The cause is not usually the technology. It is the lack of a structured approach to evaluating AI before procurement. Most healthcare organisations rely on a combination of vendor-supplied performance claims, regulatory clearance (CE, UKCA, or FDA), and a brief clinical review. That is enough to satisfy a purchasing committee. It is nowhere near enough to predict whether the tool will actually work in your clinical setting.
Why traditional procurement fails for AI
AI tools do not behave like other medical devices. A new imaging scanner has a defined performance envelope, a stable set of specs, and a predictable integration path. An AI model has:
- Performance that varies with your patient population. A model that achieves 95% sensitivity on a curated academic dataset may drop to 78% on your case mix.
- Workflow impact that depends on how clinicians interact with it. The same model can save time or add friction depending on who is using it and how.
- Value that only shows up over time.
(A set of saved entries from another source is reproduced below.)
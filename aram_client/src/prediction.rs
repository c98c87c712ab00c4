//! Prediction and reconciliation.
//!
//! The local player is simulated immediately from sampled input. Every
//! input is kept until the server acknowledges it; when an authoritative
//! state arrives, the predicted state is rebuilt by replaying the inputs
//! the server has not seen yet on top of it.
//!
//! Sequence numbers start at 1. The server reports 0 until it has
//! processed the first input.

use std::collections::VecDeque;

use aram_shared::{
    collision::ObstacleSet,
    math::Vec3,
    net::LocalSnapshot,
    physics::{KinematicState, PhysicsConfig},
};
use tracing::{debug, trace, warn};

use crate::input::{build_sample, InputSample, InputState};

/// Unacknowledged inputs in sequence order.
#[derive(Debug, Default, Clone)]
pub struct InputBuffer {
    entries: VecDeque<InputSample>,
}

impl InputBuffer {
    pub fn new() -> Self {
        Self::default()
    }

    /// Appends a sample. Samples that do not extend the sequence are refused.
    pub fn push(&mut self, sample: InputSample) -> bool {
        if let Some(last) = self.entries.back() {
            if sample.sequence <= last.sequence {
                return false;
            }
        }
        self.entries.push_back(sample);
        true
    }

    /// Drops every sample with sequence `<= ack`, returning how many went.
    pub fn acknowledge(&mut self, ack: u64) -> usize {
        let mut dropped = 0;
        while self.entries.front().is_some_and(|s| s.sequence <= ack) {
            self.entries.pop_front();
            dropped += 1;
        }
        dropped
    }

    pub fn clear(&mut self) {
        self.entries.clear();
    }

    pub fn iter(&self) -> impl Iterator<Item = &InputSample> {
        self.entries.iter()
    }

    pub fn len(&self) -> usize {
        self.entries.len()
    }

    pub fn is_empty(&self) -> bool {
        self.entries.is_empty()
    }

    pub fn first_sequence(&self) -> Option<u64> {
        self.entries.front().map(|s| s.sequence)
    }
}

/// Outcome of applying one authoritative snapshot.
#[derive(Debug, Clone, Copy, PartialEq)]
pub struct Reconciliation {
    pub acknowledged: u64,
    /// Inputs dropped from the buffer by this acknowledgement.
    pub dropped: usize,
    /// Inputs replayed on top of the server state.
    pub replayed: usize,
    /// Distance between the old and corrected predicted positions.
    pub correction: f32,
    /// The acknowledgement was for an input never sent; state was resynced.
    pub resync: bool,
}

/// Owns the predicted local state and the unacknowledged inputs.
#[derive(Debug, Clone)]
pub struct PredictionReconciler {
    physics: PhysicsConfig,
    world: ObstacleSet,
    /// `None` until seeded from an authoritative state.
    predicted: Option<KinematicState>,
    buffer: InputBuffer,
    next_sequence: u64,
    resyncs: u64,
}

impl PredictionReconciler {
    pub fn new(physics: PhysicsConfig, world: ObstacleSet) -> Self {
        Self {
            physics,
            world,
            predicted: None,
            buffer: InputBuffer::new(),
            next_sequence: 1,
            resyncs: 0,
        }
    }

    /// Starts predicting from a spawn position.
    pub fn seed(&mut self, start: Vec3) {
        debug!(x = start.x, y = start.y, z = start.z, "Prediction seeded");
        self.predicted = Some(KinematicState::grounded_at(start));
        self.buffer.clear();
    }

    pub fn is_active(&self) -> bool {
        self.predicted.is_some()
    }

    pub fn predicted(&self) -> Option<&KinematicState> {
        self.predicted.as_ref()
    }

    pub fn buffer(&self) -> &InputBuffer {
        &self.buffer
    }

    pub fn world(&self) -> &ObstacleSet {
        &self.world
    }

    /// Sequence number the next tick will use.
    pub fn next_sequence(&self) -> u64 {
        self.next_sequence
    }

    /// Number of never-sent acknowledgements seen so far.
    pub fn resyncs(&self) -> u64 {
        self.resyncs
    }

    /// Samples input for one tick and advances the prediction.
    ///
    /// Returns the sample to send, or `None` while not yet seeded or once
    /// sequence numbers run out.
    pub fn tick(&mut self, input: InputState) -> Option<InputSample> {
        let current = self.predicted?;
        let Some(after) = self.next_sequence.checked_add(1) else {
            warn!(seq = self.next_sequence, "Input sequence numbers exhausted");
            return None;
        };
        let sample = build_sample(self.next_sequence, input);
        self.next_sequence = after;
        self.buffer.push(sample);
        let next = self.physics.step(&current, &sample.input, &self.world);
        trace!(seq = sample.sequence, x = next.position.x, y = next.position.y, z = next.position.z, "Predicted");
        self.predicted = Some(next);
        Some(sample)
    }

    /// Applies an authoritative state for the local player.
    ///
    /// Truncation, reset and replay happen as one step; the buffer and the
    /// predicted state are never observable half-updated.
    pub fn reconcile(&mut self, snap: &LocalSnapshot) -> Option<Reconciliation> {
        let before = self.predicted?;

        if snap.ack >= self.next_sequence {
            let Some(next_sequence) = snap.ack.checked_add(1) else {
                warn!(ack = snap.ack, "Acknowledgement leaves no sequence numbers, ignoring");
                return None;
            };
            warn!(
                ack = snap.ack,
                next_sequence = self.next_sequence,
                buffered = self.buffer.len(),
                "Server acknowledged an input that was never sent, resyncing"
            );
            let dropped = self.buffer.len();
            self.buffer.clear();
            self.next_sequence = next_sequence;
            self.predicted = Some(snap.state);
            self.resyncs += 1;
            return Some(Reconciliation {
                acknowledged: snap.ack,
                dropped,
                replayed: 0,
                correction: before.position.distance(snap.state.position),
                resync: true,
            });
        }

        let dropped = self.buffer.acknowledge(snap.ack);
        let corrected = replay(&self.physics, &self.world, snap.state, self.buffer.iter());
        self.predicted = Some(corrected);

        let outcome = Reconciliation {
            acknowledged: snap.ack,
            dropped,
            replayed: self.buffer.len(),
            correction: before.position.distance(corrected.position),
            resync: false,
        };
        debug!(
            ack = outcome.acknowledged,
            dropped = outcome.dropped,
            replayed = outcome.replayed,
            correction = outcome.correction,
            "Reconciled"
        );
        Some(outcome)
    }
}

/// Replays `inputs` in order on top of `base`.
pub fn replay<'a>(
    physics: &PhysicsConfig,
    world: &ObstacleSet,
    base: KinematicState,
    inputs: impl IntoIterator<Item = &'a InputSample>,
) -> KinematicState {
    inputs
        .into_iter()
        .fold(base, |state, sample| physics.step(&state, &sample.input, world))
}

/// Eases the drawn local position toward the predicted one.
#[derive(Debug, Clone, Copy)]
pub struct RenderSmoother {
    rendered: Vec3,
    factor: f32,
}

impl RenderSmoother {
    pub fn new(start: Vec3, factor: f32) -> Self {
        Self {
            rendered: start,
            factor,
        }
    }

    pub fn rendered(&self) -> Vec3 {
        self.rendered
    }

    /// Jumps straight to `position`, e.g. on spawn.
    pub fn snap_to(&mut self, position: Vec3) {
        self.rendered = position;
    }

    /// Moves a fixed fraction of the way toward `target`.
    pub fn update(&mut self, target: Vec3) -> Vec3 {
        self.rendered = self.rendered.lerp(target, self.factor);
        self.rendered
    }
}

#[cfg(test)]
mod tests {
    use std::f32::consts::FRAC_PI_2;

    use aram_shared::{collision::Obstacle, physics::MoveKeys};

    use super::*;

    fn sample(sequence: u64) -> InputSample {
        build_sample(sequence, InputState::new(MoveKeys::FORWARD, FRAC_PI_2))
    }

    fn active() -> PredictionReconciler {
        let world = ObstacleSet::new([Obstacle::new(Vec3::new(10.0, 0.0, 0.0))]);
        let mut r = PredictionReconciler::new(PhysicsConfig::default(), world);
        r.seed(Vec3::ZERO);
        r
    }

    fn snapshot(ack: u64, x: f32) -> LocalSnapshot {
        LocalSnapshot {
            ack,
            state: KinematicState::grounded_at(Vec3::new(x, 0.0, 0.0)),
        }
    }

    #[test]
    fn buffer_refuses_non_increasing_sequences() {
        let mut buf = InputBuffer::new();
        assert!(buf.push(sample(3)));
        assert!(!buf.push(sample(3)));
        assert!(!buf.push(sample(2)));
        assert!(buf.push(sample(7)));
        assert_eq!(buf.len(), 2);
    }

    #[test]
    fn acknowledge_keeps_only_later_entries_in_order() {
        let mut buf = InputBuffer::new();
        for seq in [1, 2, 4, 5, 9] {
            buf.push(sample(seq));
        }
        assert_eq!(buf.acknowledge(4), 3);
        let left: Vec<u64> = buf.iter().map(|s| s.sequence).collect();
        assert_eq!(left, vec![5, 9]);

        assert_eq!(buf.acknowledge(2), 0);
        assert_eq!(buf.acknowledge(100), 2);
        assert!(buf.is_empty());
    }

    #[test]
    fn uninitialized_reconciler_does_nothing() {
        let mut r = PredictionReconciler::new(PhysicsConfig::default(), ObstacleSet::empty());
        assert!(r.tick(InputState::default()).is_none());
        assert!(r.reconcile(&snapshot(0, 1.0)).is_none());
        assert!(r.buffer().is_empty());
        assert_eq!(r.next_sequence(), 1);
    }

    #[test]
    fn tick_buffers_and_advances() {
        let mut r = active();
        let s1 = r.tick(InputState::new(MoveKeys::FORWARD, FRAC_PI_2)).unwrap();
        let s2 = r.tick(InputState::new(MoveKeys::FORWARD, FRAC_PI_2)).unwrap();
        assert_eq!((s1.sequence, s2.sequence), (1, 2));
        assert_eq!(r.buffer().len(), 2);
        assert!((r.predicted().unwrap().position.x - 2.0 * 10.0 / 60.0).abs() < 1e-5);
    }

    #[test]
    fn reconcile_equals_sequential_replay() {
        let mut r = active();
        for i in 0..10 {
            let keys = if i % 3 == 0 { MoveKeys::FORWARD | MoveKeys::JUMP } else { MoveKeys::RIGHT };
            r.tick(InputState::new(keys, 0.3 * i as f32));
        }

        let snap = LocalSnapshot {
            ack: 4,
            state: KinematicState {
                position: Vec3::new(0.5, 1.0, -0.2),
                yaw: 0.9,
                velocity_y: 3.0,
                on_ground: false,
            },
        };

        let mut expected = snap.state;
        let pending: Vec<InputSample> = r.buffer().iter().filter(|s| s.sequence > 4).copied().collect();
        assert_eq!(pending.len(), 6);
        for s in &pending {
            expected = PhysicsConfig::default().step(&expected, &s.input, r.world());
        }

        let outcome = r.reconcile(&snap).unwrap();
        assert_eq!(outcome.dropped, 4);
        assert_eq!(outcome.replayed, 6);
        assert!(!outcome.resync);
        assert_eq!(*r.predicted().unwrap(), expected);

        // Running it again from the same base gives the same answer.
        r.reconcile(&snap).unwrap();
        assert_eq!(*r.predicted().unwrap(), expected);
    }

    #[test]
    fn ack_of_everything_adopts_server_state() {
        let mut r = active();
        for _ in 0..5 {
            r.tick(InputState::new(MoveKeys::FORWARD, FRAC_PI_2));
        }
        let snap = snapshot(5, 3.25);
        let outcome = r.reconcile(&snap).unwrap();
        assert!(r.buffer().is_empty());
        assert_eq!(outcome.replayed, 0);
        assert_eq!(*r.predicted().unwrap(), snap.state);
    }

    #[test]
    fn stale_ack_is_accepted_as_new_base() {
        let mut r = active();
        for _ in 0..6 {
            r.tick(InputState::new(MoveKeys::FORWARD, FRAC_PI_2));
        }
        r.reconcile(&snapshot(4, 0.0)).unwrap();
        assert_eq!(r.buffer().first_sequence(), Some(5));

        // Older acknowledgement: nothing more to drop, base still replaced.
        let outcome = r.reconcile(&snapshot(2, 1.0)).unwrap();
        assert_eq!(outcome.dropped, 0);
        assert_eq!(outcome.replayed, 2);
        let x = r.predicted().unwrap().position.x;
        assert!((x - (1.0 + 2.0 * 10.0 / 60.0)).abs() < 1e-5, "x = {x}");
    }

    #[test]
    fn never_sent_ack_triggers_resync() {
        let mut r = active();
        for _ in 0..3 {
            r.tick(InputState::new(MoveKeys::FORWARD, FRAC_PI_2));
        }
        assert_eq!(r.next_sequence(), 4);

        let snap = snapshot(50, 2.0);
        let outcome = r.reconcile(&snap).unwrap();
        assert!(outcome.resync);
        assert_eq!(outcome.dropped, 3);
        assert!(r.buffer().is_empty());
        assert_eq!(*r.predicted().unwrap(), snap.state);
        assert_eq!(r.resyncs(), 1);

        let next = r.tick(InputState::default()).unwrap();
        assert_eq!(next.sequence, 51);
    }

    #[test]
    fn exhausted_ack_is_ignored() {
        let mut r = active();
        r.tick(InputState::new(MoveKeys::FORWARD, FRAC_PI_2));
        let before = *r.predicted().unwrap();

        assert!(r.reconcile(&snapshot(u64::MAX, 2.0)).is_none());
        assert_eq!(*r.predicted().unwrap(), before);
        assert_eq!(r.buffer().len(), 1);
        assert_eq!(r.next_sequence(), 2);
        assert_eq!(r.resyncs(), 0);

        // The largest usable acknowledgement still resyncs.
        let outcome = r.reconcile(&snapshot(u64::MAX - 1, 2.0)).unwrap();
        assert!(outcome.resync);
        assert_eq!(r.next_sequence(), u64::MAX);
        assert!(r.tick(InputState::default()).is_none());
        assert!(r.buffer().is_empty());
    }

    #[test]
    fn smoother_closes_gap_by_factor() {
        let mut s = RenderSmoother::new(Vec3::ZERO, 0.2);
        let p = s.update(Vec3::new(10.0, 0.0, 0.0));
        assert!((p.x - 2.0).abs() < 1e-6);
        let p = s.update(Vec3::new(10.0, 0.0, 0.0));
        assert!((p.x - 3.6).abs() < 1e-5);
        s.snap_to(Vec3::new(1.0, 1.0, 1.0));
        assert_eq!(s.rendered(), Vec3::new(1.0, 1.0, 1.0));
    }
}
Model drift, clinician bypass rates, and real-world accuracy only surface weeks or months into deployment.
Procurement frameworks built for stable products do not catch any of this. Which is why deployed AI tools so often underperform.
A structured framework for healthcare AI procurement
Six stages, run in sequence. Skipping any one of them is where most procurements go wrong.
Strategic scoping
Before evaluating any vendor, scope the problem. What clinical pathway are you trying to improve? What does success look like, quantitatively? Who owns the outcome? Most stalled AI procurements started without a clear answer to any of these questions.
Evidence evaluation
Vendor-supplied evidence is always optimistic. Independent clinical validation is the minimum bar. Look for studies conducted on data that resembles your patient population, peer-reviewed publication rather than marketing whitepapers, performance across demographic subgroups, and reported failure modes. If the vendor’s only evidence is their own internal validation, that is a flag.
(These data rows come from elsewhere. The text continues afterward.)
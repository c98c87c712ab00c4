//! Input handling.
//!
//! Window/keyboard integration lives in the host; this module turns the
//! sampled key state and camera yaw into sequenced, immutable input samples.

use aram_shared::{
    net::{InputMessage, KeyState},
    physics::{MoveInput, MoveKeys},
};

/// User input state at a moment in time.
#[derive(Debug, Clone, Copy, Default, PartialEq)]
pub struct InputState {
    pub keys: MoveKeys,
    /// Facing direction in radians around the vertical axis.
    pub yaw: f32,
}

impl InputState {
    pub fn new(keys: MoveKeys, yaw: f32) -> Self {
        Self { keys, yaw }
    }

    /// Sets or clears a key, e.g. from key-down/key-up events.
    pub fn set_key(&mut self, key: MoveKeys, held: bool) {
        self.keys.set(key, held);
    }

    pub fn move_input(self) -> MoveInput {
        MoveInput::new(self.keys, self.yaw)
    }
}

/// One tick of input, tagged with its sequence number.
#[derive(Debug, Clone, Copy, PartialEq)]
pub struct InputSample {
    pub sequence: u64,
    pub input: MoveInput,
}

impl InputSample {
    pub fn to_message(&self) -> InputMessage {
        InputMessage {
            keys: KeyState::from(self.input.keys),
            rotation_y: self.input.yaw,
            sequence_number: self.sequence,
        }
    }
}

/// Turns sampled input into an [`InputSample`] for a tick.
pub fn build_sample(sequence: u64, input: InputState) -> InputSample {
    InputSample {
        sequence,
        input: input.move_input(),
    }
}
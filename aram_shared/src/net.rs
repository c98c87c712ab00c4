//! Network message contract.
//!
//! Goals:
//! - Describe the join, snapshot and input messages exchanged with the
//!   authoritative server, in their JSON wire shape.
//! - Validate inbound messages at the boundary so that nothing malformed
//!   reaches prediction or interpolation.
//! - Keep serialization explicit and versionable.
//!
//! The transport itself (sockets, channels, reconnects) lives outside this
//! workspace; it only has to move these messages.

use std::collections::BTreeMap;
use std::fmt;

use anyhow::Context;
use bytes::Bytes;
use serde::{de::DeserializeOwned, Deserialize, Serialize};
use thiserror::Error;

use crate::{
    collision::{Obstacle, ObstacleSet},
    math::Vec3,
    physics::{KinematicState, MoveInput, MoveKeys},
};

/// Opaque player identifier assigned by the server.
#[derive(Debug, Clone, PartialEq, Eq, Hash, PartialOrd, Ord, Serialize, Deserialize)]
#[serde(transparent)]
pub struct PlayerId(pub String);

impl PlayerId {
    pub fn new(id: impl Into<String>) -> Self {
        Self(id.into())
    }

    pub fn as_str(&self) -> &str {
        &self.0
    }
}

impl fmt::Display for PlayerId {
    fn fmt(&self, f: &mut fmt::Formatter<'_>) -> fmt::Result {
        f.write_str(&self.0)
    }
}

/// High-level message envelope, named after the channel events.
#[derive(Debug, Clone, Serialize, Deserialize, PartialEq)]
#[serde(tag = "event", content = "payload", rename_all = "snake_case")]
pub enum NetMsg {
    /// Server -> client: reply to a successful join.
    Join(JoinMessage),
    /// Server -> client: periodic authoritative positions.
    UpdatePositions(SnapshotMessage),
    /// Client -> server: one tick of input.
    Move(InputMessage),
}

/// Key state as sent on the wire.
#[derive(Debug, Clone, Copy, PartialEq, Eq, Default, Serialize, Deserialize)]
pub struct KeyState {
    #[serde(default)]
    pub w: bool,
    #[serde(default)]
    pub a: bool,
    #[serde(default)]
    pub s: bool,
    #[serde(default)]
    pub d: bool,
    #[serde(default)]
    pub space: bool,
}

impl From<KeyState> for MoveKeys {
    fn from(k: KeyState) -> Self {
        let mut keys = MoveKeys::empty();
        keys.set(MoveKeys::FORWARD, k.w);
        keys.set(MoveKeys::LEFT, k.a);
        keys.set(MoveKeys::BACK, k.s);
        keys.set(MoveKeys::RIGHT, k.d);
        keys.set(MoveKeys::JUMP, k.space);
        keys
    }
}

impl From<MoveKeys> for KeyState {
    fn from(keys: MoveKeys) -> Self {
        Self {
            w: keys.contains(MoveKeys::FORWARD),
            a: keys.contains(MoveKeys::LEFT),
            s: keys.contains(MoveKeys::BACK),
            d: keys.contains(MoveKeys::RIGHT),
            space: keys.contains(MoveKeys::JUMP),
        }
    }
}

/// Client input for one tick.
#[derive(Debug, Clone, Copy, PartialEq, Serialize, Deserialize)]
pub struct InputMessage {
    pub keys: KeyState,
    pub rotation_y: f32,
    #[serde(rename = "sequenceNumber")]
    pub sequence_number: u64,
}

impl InputMessage {
    pub fn move_input(&self) -> MoveInput {
        MoveInput::new(self.keys.into(), self.rotation_y)
    }
}

/// Pose of another player as listed in the join reply.
#[derive(Debug, Clone, Copy, PartialEq, Serialize, Deserialize)]
pub struct PlayerPose {
    pub position: Vec3,
    pub rotation_y: f32,
}

/// One static box in the level.
#[derive(Debug, Clone, Copy, PartialEq, Serialize, Deserialize)]
pub struct BoxSpec {
    pub position: Vec3,
    #[serde(default)]
    pub material_index: u32,
}

/// Join reply: identity, spawn, current roster and level geometry.
#[derive(Debug, Clone, PartialEq, Serialize, Deserialize)]
pub struct JoinMessage {
    pub player_id: PlayerId,
    pub starting_position: Vec3,
    #[serde(default)]
    pub players: BTreeMap<PlayerId, PlayerPose>,
    #[serde(default)]
    pub boxes: Vec<BoxSpec>,
}

/// One player's entry in a periodic snapshot.
///
/// The optional fields are only present on the recipient's own entry.
#[derive(Debug, Clone, Copy, PartialEq, Serialize, Deserialize)]
pub struct PlayerUpdate {
    pub position: Vec3,
    pub rotation_y: f32,
    #[serde(default, skip_serializing_if = "Option::is_none")]
    pub sequence_number: Option<u64>,
    #[serde(default, skip_serializing_if = "Option::is_none")]
    pub velocity_y: Option<f32>,
    #[serde(default, skip_serializing_if = "Option::is_none")]
    pub on_ground: Option<bool>,
}

/// Periodic authoritative snapshot of every connected player.
#[derive(Debug, Clone, PartialEq, Default, Serialize, Deserialize)]
pub struct SnapshotMessage {
    pub players: BTreeMap<PlayerId, PlayerUpdate>,
}

/// A message that does not satisfy the contract.
#[derive(Debug, Clone, PartialEq, Error)]
pub enum ContractViolation {
    #[error("empty player id")]
    EmptyPlayerId,
    #[error("non-finite value in {field} of {subject}")]
    NonFinite { subject: String, field: &'static str },
    #[error("local entry for {player} is missing {field}")]
    MissingField { player: PlayerId, field: &'static str },
    /// No sequence number is left after this acknowledgement.
    #[error("acknowledged sequence {ack} for {player} is out of range")]
    AckOutOfRange { player: PlayerId, ack: u64 },
}

fn finite_vec(v: Vec3, subject: &dyn fmt::Display, field: &'static str) -> Result<Vec3, ContractViolation> {
    if v.is_finite() {
        Ok(v)
    } else {
        Err(ContractViolation::NonFinite {
            subject: subject.to_string(),
            field,
        })
    }
}

fn finite(x: f32, subject: &dyn fmt::Display, field: &'static str) -> Result<f32, ContractViolation> {
    if x.is_finite() {
        Ok(x)
    } else {
        Err(ContractViolation::NonFinite {
            subject: subject.to_string(),
            field,
        })
    }
}

fn checked_id(id: &PlayerId) -> Result<&PlayerId, ContractViolation> {
    if id.0.is_empty() {
        Err(ContractViolation::EmptyPlayerId)
    } else {
        Ok(id)
    }
}

/// Authoritative state for the local player.
#[derive(Debug, Clone, Copy, PartialEq)]
pub struct LocalSnapshot {
    /// Last input sequence number the server has processed.
    pub ack: u64,
    pub state: KinematicState,
}

/// Authoritative pose of a remote player.
#[derive(Debug, Clone, PartialEq)]
pub struct RemoteSample {
    pub id: PlayerId,
    pub position: Vec3,
    pub yaw: f32,
}

/// Snapshot split into the local entry and the remote roster.
#[derive(Debug, Clone, PartialEq, Default)]
pub struct ValidatedSnapshot {
    pub local: Option<LocalSnapshot>,
    pub remotes: Vec<RemoteSample>,
}

/// Join reply ready for the core.
#[derive(Debug, Clone)]
pub struct ValidatedJoin {
    pub player_id: PlayerId,
    pub starting_position: Vec3,
    pub remotes: Vec<RemoteSample>,
    pub world: ObstacleSet,
}

pub fn validate_join(msg: &JoinMessage) -> Result<ValidatedJoin, ContractViolation> {
    let player_id = checked_id(&msg.player_id)?.clone();
    let starting_position = finite_vec(msg.starting_position, &player_id, "starting_position")?;

    let remotes = msg
        .players
        .iter()
        .filter(|(id, _)| **id != player_id)
        .map(|(id, pose)| -> Result<RemoteSample, ContractViolation> {
            Ok(RemoteSample {
                id: checked_id(id)?.clone(),
                position: finite_vec(pose.position, id, "position")?,
                yaw: finite(pose.rotation_y, id, "rotation_y")?,
            })
        })
        .collect::<Result<Vec<_>, _>>()?;

    let obstacles = msg
        .boxes
        .iter()
        .enumerate()
        .map(|(i, b)| {
            finite_vec(b.position, &format!("box {i}"), "position").map(Obstacle::new)
        })
        .collect::<Result<Vec<_>, _>>()?;

    Ok(ValidatedJoin {
        player_id,
        starting_position,
        remotes,
        world: ObstacleSet::new(obstacles),
    })
}

pub fn validate_snapshot(
    msg: &SnapshotMessage,
    local: &PlayerId,
) -> Result<ValidatedSnapshot, ContractViolation> {
    let mut out = ValidatedSnapshot::default();
    for (id, entry) in &msg.players {
        checked_id(id)?;
        let position = finite_vec(entry.position, id, "position")?;
        let yaw = finite(entry.rotation_y, id, "rotation_y")?;

        if id == local {
            let missing = |field| ContractViolation::MissingField {
                player: id.clone(),
                field,
            };
            let ack = entry.sequence_number.ok_or_else(|| missing("sequence_number"))?;
            if ack == u64::MAX {
                return Err(ContractViolation::AckOutOfRange {
                    player: id.clone(),
                    ack,
                });
            }
            let velocity_y = entry.velocity_y.ok_or_else(|| missing("velocity_y"))?;
            let on_ground = entry.on_ground.ok_or_else(|| missing("on_ground"))?;
            out.local = Some(LocalSnapshot {
                ack,
                state: KinematicState {
                    position,
                    yaw,
                    velocity_y: finite(velocity_y, id, "velocity_y")?,
                    on_ground,
                },
            });
        } else {
            out.remotes.push(RemoteSample {
                id: id.clone(),
                position,
                yaw,
            });
        }
    }
    Ok(out)
}

pub fn validate_input(msg: &InputMessage) -> Result<MoveInput, ContractViolation> {
    finite(msg.rotation_y, &format!("input {}", msg.sequence_number), "rotation_y")?;
    Ok(msg.move_input())
}

/// Convenience codec helpers.
pub fn encode_to_bytes<T: Serialize>(msg: &T) -> anyhow::Result<Bytes> {
    let payload = serde_json::to_vec(msg).context("serialize")?;
    Ok(Bytes::from(payload))
}

pub fn decode_from_bytes<T: DeserializeOwned>(b: &[u8]) -> anyhow::Result<T> {
    serde_json::from_slice(b).context("deserialize")
}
Workflow and integration assessment
A technically accurate AI tool that does not fit your workflow will not get used. Evaluate integration with your PACS, EHR, or imaging workstation. Measure the impact on clinician time per case. Understand how the tool behaves when it is wrong, and whether clinicians can override or flag outputs. Simulate the tool running in your actual environment before you sign.
Financial and ROI modelling
Move past the licence cost. Model the total cost of ownership: integration, training, support, ongoing monitoring, and the cost of clinician time for review. Compare against the value side: time savings, diagnostic accuracy improvements, reduced rework, downstream outcome changes. A lot of AI procurement collapses here because nobody quantified the expected return beyond a vendor slide.
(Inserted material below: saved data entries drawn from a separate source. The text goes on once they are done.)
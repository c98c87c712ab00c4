//! Time sources.
//!
//! The core never reads the clock itself; callers pass `now_ms` into each
//! operation. Hosts read one of these clocks once per tick or frame.

use chrono::Utc;

/// Milliseconds since some fixed epoch.
pub trait Clock: Send + Sync {
    fn now_ms(&self) -> f64;
}

/// Wall-clock time.
#[derive(Debug, Default, Clone, Copy)]
pub struct SystemClock;

impl Clock for SystemClock {
    fn now_ms(&self) -> f64 {
        Utc::now().timestamp_millis() as f64
    }
}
Safety and governance review
Every AI tool in clinical use carries risk. Your governance board needs evidence that risk has been identified, documented, and mitigated. Expect the vendor to provide a clinical safety case, hazard identification, transparency on failure modes, and a clear escalation pathway. Missing safety documentation is not a paperwork problem. It is a reason to pause the procurement.
Decision and pilot design
With the evidence collected, make a decision: scale, stop, or redesign. If going ahead, design the pilot carefully with pre-defined success criteria, baseline measurement, and a scheduled review window. Pilots without these collapse into anecdote.
What a complete AI evaluation actually covers
Most procurement processes stop at model metrics. Real-world deployment success depends on four dimensions. A model can ace the first and fail the other three.
Model performance
Sensitivity, specificity, AUC on representative data. Necessary, not sufficient.
Workflow fit
Integration, time per case, clinician bypass rate. Where most deployments fail in practice.
Clinical trust
Adoption, confidence, willingness to rely on the output. Qualitative but measurable.
Measurable ROI
Cost savings, outcome improvements, accountability. What the board ultimately asks about.
Common pitfalls
The traps we see most often in healthcare AI procurement.
Over-relying on vendor demonstrations
A polished demo tells you very little about real-world performance. Insist on a structured pilot with your own data.
Skipping clinician input
The people who use the tool daily must be involved from the start. Their workflow insight is irreplaceable.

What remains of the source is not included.